Monday, February 3, 2014
Why You Should Ask Questions
Have you ever noticed the techniques of really intelligent people in making it so you see things their way?
Have you ever noticed how a parent gets a child to recognize his or her mistakes?
Have you ever noticed how powerful a simple question is in getting you to think?
I keep being reminded about the importance of asking questions. I think I could go on and on about this topic in a variety of circumstances.
Asking questions helps you understand a situation and a perspective. You've probably noticed that a large number of your arguments arise from misunderstanding. Have you ever thought to ask and make sure you're interpreting somebody correctly? It can be as simple as, "What do you mean?" Or, "So do you mean to say this...? because that's how I'm perceiving it."
I can't tell you how many times asking questions has saved me from a potentially awful situation. One such event happened today.
I have a student for the second year in a row. She's a big reader. She is an average student. But she's always had a good attitude and has seemed to really enjoy my class. But lately she's been giving me some serious attitude, and a lack of effort.
You guys, she was rolling her eyes at me today! Rolling her eyes! For asking her to add more to her paragraphs that were half-assed and missing information. Who is this girl? What on earth is happening?
I kept her after class for a few minutes today. She sighed and I could tell she wasn't happy about it at all.
My defensive side just wanted to rip into her and give her a good lecture about her horrible attitude lately and tell her to get her shiz together. Yes, shiz. But I didn't. I took a step back and applied my theory that questioning can help lead us to understanding and avoiding trouble.
Me: "I just wanted to ask if you're OK."
Student (with a somewhat relieved half smile): "Yeah, just my mom had surgery last week. Then she had to get moved to this recovery place, and it's just been weird. I'm sorry for my bad attitude."
Me: "Well who is taking care of you?"
Student: "My grandma."
Me: "Oh, OK. Do you guys live with her?"
Student: "No, she lives with us."
Me: "Oh I see. OK. Well I am sorry about your mom. I was wondering what was going on because you've always been really good for me, and I never had attitude from you last year, but the past few weeks you have acted differently."
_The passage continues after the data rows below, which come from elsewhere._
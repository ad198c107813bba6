//! S3 remote backend
//!
//! Speaks the S3 REST API directly over reqwest with SigV4 request
//! signing. All Depot buckets map into one remote bucket as flat
//! `<bucket>/<key>` prefixes; the content SHA-256 travels as the
//! `x-amz-meta-sha256` user-metadata entry so `object_hash` stays O(1).

use crate::remote::{
    body_reader, encode_object_path, materialize, status_error, transport_error,
};
use crate::{Backend, ObjectReader, RANGE_TO_EOF, VerifyingReader, WriteOutcome, WritePayload};
use async_trait::async_trait;
use chrono::Utc;
use depot_common::config::RemoteBackendConfig;
use depot_common::{BucketName, Error, ObjectKey, Result, digest::sha256_hex};
use hmac::{Hmac, Mac};
use sha2::{Digest, Sha256};
use std::collections::BTreeMap;
use tokio_util::sync::CancellationToken;
use tracing::debug;

type HmacSha256 = Hmac<Sha256>;

const HASH_META_HEADER: &str = "x-amz-meta-sha256";
const BUCKET_MARKER: &str = ".depot-bucket";
const HEALTH_SENTINEL: &str = ".depot-health";
const EMPTY_PAYLOAD_HASH: &str =
    "e3b0c44298fc1c149afbf4c8996fb92427ae41e4649b934ca495991b7852b855";

/// S3-compatible remote object storage
pub struct S3Backend {
    client: reqwest::Client,
    endpoint: String,
    region: String,
    container: String,
    access_key: String,
    secret_key: String,
}

impl S3Backend {
    #[must_use]
    pub fn new(config: &RemoteBackendConfig) -> Self {
        Self {
            client: reqwest::Client::new(),
            endpoint: config.endpoint.trim_end_matches('/').to_string(),
            region: config.region.clone(),
            container: config.container.clone(),
            access_key: config.access_key.clone(),
            secret_key: config.secret_key.clone(),
        }
    }

    fn object_name(bucket: &BucketName, key: &ObjectKey) -> String {
        format!("{}/{}", bucket.as_str(), key.as_str())
    }

    fn path_for(&self, object: &str) -> String {
        format!("/{}/{}", self.container, encode_object_path(object))
    }

    fn url_for(&self, path: &str) -> String {
        format!("{}{path}", self.endpoint)
    }

    fn host(&self) -> String {
        self.endpoint
            .trim_start_matches("https://")
            .trim_start_matches("http://")
            .to_string()
    }

    /// Build the SigV4 `Authorization` header plus the signed headers
    fn sign(
        &self,
        method: &str,
        path: &str,
        payload_hash: &str,
        extra_headers: &BTreeMap<String, String>,
    ) -> BTreeMap<String, String> {
        let now = Utc::now();
        let amz_date = now.format("%Y%m%dT%H%M%SZ").to_string();
        let date_stamp = now.format("%Y%m%d").to_string();

        let mut headers: BTreeMap<String, String> = extra_headers.clone();
        headers.insert("host".to_string(), self.host());
        headers.insert("x-amz-date".to_string(), amz_date.clone());
        headers.insert("x-amz-content-sha256".to_string(), payload_hash.to_string());

        let canonical_headers: String = headers
            .iter()
            .map(|(k, v)| format!("{k}:{}\n", v.trim()))
            .collect();
        let signed_headers = headers.keys().cloned().collect::<Vec<_>>().join(";");

        let canonical_request = format!(
            "{method}\n{path}\n\n{canonical_headers}\n{signed_headers}\n{payload_hash}"
        );

        let credential_scope = format!("{date_stamp}/{}/s3/aws4_request", self.region);
        let string_to_sign = format!(
            "AWS4-HMAC-SHA256\n{amz_date}\n{credential_scope}\n{}",
            hex::encode(Sha256::digest(canonical_request.as_bytes()))
        );

        let signing_key = derive_signing_key(&self.secret_key, &date_stamp, &self.region, "s3");
        let signature = hex::encode(hmac_sha256(&signing_key, string_to_sign.as_bytes()));

        headers.insert(
            "authorization".to_string(),
            format!(
                "AWS4-HMAC-SHA256 Credential={}/{credential_scope}, SignedHeaders={signed_headers}, Signature={signature}",
                self.access_key
            ),
        );
        headers.remove("host"); // reqwest sets Host itself
        headers
    }

    async fn request(
        &self,
        token: &CancellationToken,
        method: reqwest::Method,
        object: &str,
        payload_hash: &str,
        extra_headers: BTreeMap<String, String>,
        body: Option<bytes::Bytes>,
    ) -> Result<reqwest::Response> {
        if token.is_cancelled() {
            return Err(Error::cancelled());
        }

        let path = self.path_for(object);
        let headers = self.sign(method.as_str(), &path, payload_hash, &extra_headers);

        let mut request = self.client.request(method, self.url_for(&path));
        for (name, value) in headers {
            request = request.header(name, value);
        }
        if let Some(body) = body {
            request = request.body(body);
        }
        request.send().await.map_err(transport_error)
    }

    async fn head(
        &self,
        token: &CancellationToken,
        object: &str,
    ) -> Result<Option<reqwest::Response>> {
        let response = self
            .request(
                token,
                reqwest::Method::HEAD,
                object,
                EMPTY_PAYLOAD_HASH,
                BTreeMap::new(),
                None,
            )
            .await?;
        match response.status().as_u16() {
            200 => Ok(Some(response)),
            404 => Ok(None),
            _ => Err(status_error(response.status(), "head object")),
        }
    }
}

fn hmac_sha256(key: &[u8], data: &[u8]) -> Vec<u8> {
    let mut mac = HmacSha256::new_from_slice(key).expect("HMAC accepts any key size");
    mac.update(data);
    mac.finalize().into_bytes().to_vec()
}

fn derive_signing_key(secret_key: &str, date_stamp: &str, region: &str, service: &str) -> Vec<u8> {
    let k_secret = format!("AWS4{secret_key}");
    let k_date = hmac_sha256(k_secret.as_bytes(), date_stamp.as_bytes());
    let k_region = hmac_sha256(&k_date, region.as_bytes());
    let k_service = hmac_sha256(&k_region, service.as_bytes());
    hmac_sha256(&k_service, b"aws4_request")
}

#[async_trait]
impl Backend for S3Backend {
    fn name(&self) -> &'static str {
        "s3"
    }

    async fn write_object(
        &self,
        token: &CancellationToken,
        bucket: &BucketName,
        key: &ObjectKey,
        payload: WritePayload,
    ) -> Result<WriteOutcome> {
        let bytes = materialize(payload).await?;
        let sha256 = sha256_hex(&bytes);
        let written = bytes.len() as u64;

        let mut headers = BTreeMap::new();
        headers.insert(HASH_META_HEADER.to_string(), sha256.clone());

        let response = self
            .request(
                token,
                reqwest::Method::PUT,
                &Self::object_name(bucket, key),
                &sha256,
                headers,
                Some(bytes),
            )
            .await?;
        if !response.status().is_success() {
            return Err(status_error(response.status(), "put object"));
        }
        debug!(bucket = %bucket, key = %key, written, "wrote object to s3");
        Ok(WriteOutcome { written, sha256 })
    }

    async fn read_object(
        &self,
        token: &CancellationToken,
        bucket: &BucketName,
        key: &ObjectKey,
    ) -> Result<ObjectReader> {
        let object = Self::object_name(bucket, key);
        let expected = match self.head(token, &object).await? {
            Some(response) => response
                .headers()
                .get(HASH_META_HEADER)
                .and_then(|v| v.to_str().ok())
                .map(str::to_string),
            None => {
                return Err(Error::not_found(format!("object not found: {object}")));
            }
        };

        let response = self
            .request(
                token,
                reqwest::Method::GET,
                &object,
                EMPTY_PAYLOAD_HASH,
                BTreeMap::new(),
                None,
            )
            .await?;
        if !response.status().is_success() {
            return Err(status_error(response.status(), "get object"));
        }

        let reader = body_reader(response);
        match expected {
            Some(expected) => Ok(Box::new(VerifyingReader::new(reader, expected))),
            None => Ok(reader),
        }
    }

    async fn read_object_range(
        &self,
        token: &CancellationToken,
        bucket: &BucketName,
        key: &ObjectKey,
        offset: u64,
        length: i64,
    ) -> Result<ObjectReader> {
        let range = if length == RANGE_TO_EOF {
            format!("bytes={offset}-")
        } else {
            let length = u64::try_from(length)
                .map_err(|_| Error::invalid_range(format!("negative length {length}")))?;
            format!("bytes={offset}-{}", offset + length.saturating_sub(1))
        };

        let mut headers = BTreeMap::new();
        headers.insert("range".to_string(), range);

        let response = self
            .request(
                token,
                reqwest::Method::GET,
                &Self::object_name(bucket, key),
                EMPTY_PAYLOAD_HASH,
                headers,
                None,
            )
            .await?;
        match response.status().as_u16() {
            200 | 206 => Ok(body_reader(response)),
            416 => Err(Error::invalid_range(format!(
                "range starting at {offset} is outside the object"
            ))),
            _ => Err(status_error(response.status(), "get object range")),
        }
    }

    async fn delete_object(
        &self,
        token: &CancellationToken,
        bucket: &BucketName,
        key: &ObjectKey,
    ) -> Result<()> {
        let response = self
            .request(
                token,
                reqwest::Method::DELETE,
                &Self::object_name(bucket, key),
                EMPTY_PAYLOAD_HASH,
                BTreeMap::new(),
                None,
            )
            .await?;
        match response.status().as_u16() {
            200 | 204 | 404 => Ok(()),
            _ => Err(status_error(response.status(), "delete object")),
        }
    }

    async fn create_bucket(&self, token: &CancellationToken, bucket: &BucketName) -> Result<()> {
        let marker = format!("{}/{BUCKET_MARKER}", bucket.as_str());
        let response = self
            .request(
                token,
                reqwest::Method::PUT,
                &marker,
                EMPTY_PAYLOAD_HASH,
                BTreeMap::new(),
                Some(bytes::Bytes::new()),
            )
            .await?;
        if !response.status().is_success() {
            return Err(status_error(response.status(), "create bucket marker"));
        }
        Ok(())
    }

    async fn delete_bucket(&self, token: &CancellationToken, bucket: &BucketName) -> Result<()> {
        let marker = format!("{}/{BUCKET_MARKER}", bucket.as_str());
        let response = self
            .request(
                token,
                reqwest::Method::DELETE,
                &marker,
                EMPTY_PAYLOAD_HASH,
                BTreeMap::new(),
                None,
            )
            .await?;
        match response.status().as_u16() {
            200 | 204 | 404 => Ok(()),
            _ => Err(status_error(response.status(), "delete bucket marker")),
        }
    }

    async fn bucket_exists(&self, token: &CancellationToken, bucket: &BucketName) -> Result<bool> {
        let marker = format!("{}/{BUCKET_MARKER}", bucket.as_str());
        Ok(self.head(token, &marker).await?.is_some())
    }

    async fn object_exists(
        &self,
        token: &CancellationToken,
        bucket: &BucketName,
        key: &ObjectKey,
    ) -> Result<bool> {
        Ok(self
            .head(token, &Self::object_name(bucket, key))
            .await?
            .is_some())
    }

    async fn object_size(
        &self,
        token: &CancellationToken,
        bucket: &BucketName,
        key: &ObjectKey,
    ) -> Result<u64> {
        let object = Self::object_name(bucket, key);
        let response = self
            .head(token, &object)
            .await?
            .ok_or_else(|| Error::not_found(format!("object not found: {object}")))?;
        response
            .headers()
            .get(reqwest::header::CONTENT_LENGTH)
            .and_then(|v| v.to_str().ok())
            .and_then(|s| s.parse().ok())
            .ok_or_else(|| Error::storage("missing content-length on head response"))
    }

    async fn object_hash(
        &self,
        token: &CancellationToken,
        bucket: &BucketName,
        key: &ObjectKey,
    ) -> Result<String> {
        let object = Self::object_name(bucket, key);
        let response = self
            .head(token, &object)
            .await?
            .ok_or_else(|| Error::not_found(format!("object not found: {object}")))?;
        if let Some(hash) = response
            .headers()
            .get(HASH_META_HEADER)
            .and_then(|v| v.to_str().ok())
        {
            return Ok(hash.to_string());
        }

        // Written by something other than Depot: recompute from the payload
        let reader = self.read_object(token, bucket, key).await?;
        let data = crate::read_to_end(reader).await?;
        Ok(sha256_hex(&data))
    }

    async fn health_check(&self, token: &CancellationToken) -> Result<()> {
        // HEAD on a reserved sentinel: 404 still proves the store answers
        self.head(token, HEALTH_SENTINEL).await.map(|_| ())
    }
}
Me: "I want you to know that the only reason I push you to do more is because I know you are capable. You don't see me pushing other kids to write more, because I know a lot of them won't do it or can't do it. I know you can, so that's why I am pushing you to do more."
Student (nodding, understanding): "Okay."
Me: "Again, I'm sorry about your mom. Let me know if there's anything I can do. But try and improve your attitude because I can't do much for you with the attitude."
Student: "OK, I will! Thanks Miss Balibrea."
And she left with a smile on her face.
Oh, man. Today was seriously a really rough day. Just so many of my students had attitude problems and were being disruptive. (Is it a full moon, does anyone know?) I was wiped out at the end of the day, and it really took some perspective for me to step back and not rip into this girl who was being uncooperative, distracted, and rude to me.
I'm so glad I didn't. I learned that something was, in fact, going on with her. She had been acting out last week too, when her mom was apparently having surgery. I think I made her understand that I care, and that I think she can do better, without ripping into her. That all came with some very simple questions. If I had ripped into her, I'm sure I just would have worsened her struggle and her mood.
I don't do this all the time. Sometimes it's hard to think of the right questions fast enough when I am so amped and ready to pummel these kids for how they're acting. I do want to be better because I know that everyone struggles, and that there's usually a reason a teenager is acting the way s/he's acting. I hope this experience helps me to keep my cool more often and be better about asking questions so I can better understand and help my students.